• _TASK GOAL_:
The lines you need are those holding the word "ZoneStore"; pull them from the material.

• _RECORDS_:
.....
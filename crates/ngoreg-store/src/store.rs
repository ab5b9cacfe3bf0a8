//! # Zone Store Interface
//!
//! The batch-oriented storage contract the resolver writes through. A store
//! assigns `ZoneId`s; callers never invent them.
//!
//! Methods take `&mut self` so a backend can wrap a single SQL transaction.

use thiserror::Error;

use ngoreg_core::{NewZone, NgoId, PersistedZone};

/// Errors raised by a zone store.
#[derive(Error, Debug)]
pub enum StoreError {
    /// Underlying SQL failure.
    #[error("database error: {0}")]
    Database(#[from] sqlx::Error),

    /// A storage-level uniqueness constraint rejected the batch.
    #[error("constraint violation: {0}")]
    Constraint(String),

    /// A stored row could not be mapped back to a zone.
    #[error("corrupt zone row {id}: {reason}")]
    CorruptRow { id: uuid::Uuid, reason: String },

    /// The store refused the operation.
    #[error("store unavailable: {0}")]
    Unavailable(String),
}

/// Batched insert/delete/load of zone rows for one NGO at a time.
#[allow(async_fn_in_trait)]
pub trait ZoneStore {
    /// Insert every row as one batch. Returned rows are in input order.
    async fn insert_batch(
        &mut self,
        ngo_id: &NgoId,
        rows: Vec<NewZone>,
    ) -> Result<Vec<PersistedZone>, StoreError>;

    /// Delete every zone owned by `ngo_id`. Returns the number deleted.
    async fn delete_for_ngo(&mut self, ngo_id: &NgoId) -> Result<u64, StoreError>;

    /// Load every zone owned by `ngo_id`, roots first.
    async fn load_for_ngo(&mut self, ngo_id: &NgoId) -> Result<Vec<PersistedZone>, StoreError>;
}
//! # Rehydration — Rows Back to the Editing List
//!
//! The read path. Stored rows reference parents by `ZoneId`; the form edits
//! by name. `rehydrate` joins each row to its parent on `id` and restores
//! `parent_name`. A row the resolver renamed comes back under its
//! `original_name`; every other name is returned as stored.

use std::collections::HashMap;

use ngoreg_core::{NgoId, PersistedZone, ZoneId, ZoneNode, ZoneType};

use crate::resolver::{PersistenceBatchError, PersistencePass};
use crate::store::ZoneStore;

/// Load every zone row owned by `ngo_id`.
pub async fn load_zones<S: ZoneStore>(
    store: &mut S,
    ngo_id: &NgoId,
) -> Result<Vec<PersistedZone>, PersistenceBatchError> {
    let rows = store
        .load_for_ngo(ngo_id)
        .await
        .map_err(|e| PersistenceBatchError::new(PersistencePass::Load, e))?;
    tracing::debug!(ngo = %ngo_id, rows = rows.len(), "zones loaded");
    Ok(rows)
}

/// Rebuild the flat, name-keyed list from stored rows, in row order.
///
/// Regions always come back without a parent name. A row whose parent id is
/// not among `rows` comes back without one too.
pub fn rehydrate(rows: &[PersistedZone]) -> Vec<ZoneNode> {
    let by_id: HashMap<&ZoneId, &PersistedZone> = rows.iter().map(|r| (&r.id, r)).collect();

    rows.iter()
        .map(|r| ZoneNode {
            zone_type: r.zone_type,
            name: r.display_name().to_string(),
            parent_name: match r.zone_type {
                ZoneType::Country | ZoneType::Region => None,
                _ => r
                    .parent_zone_id
                    .as_ref()
                    .and_then(|id| by_id.get(id))
                    .map(|p| p.display_name().to_string()),
            },
        })
        .collect()
}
.....
• _PROBLEM SOLUTION_:
pub trait ZoneStore {
use crate::store::ZoneStore;
pub async fn load_zones<S: ZoneStore>(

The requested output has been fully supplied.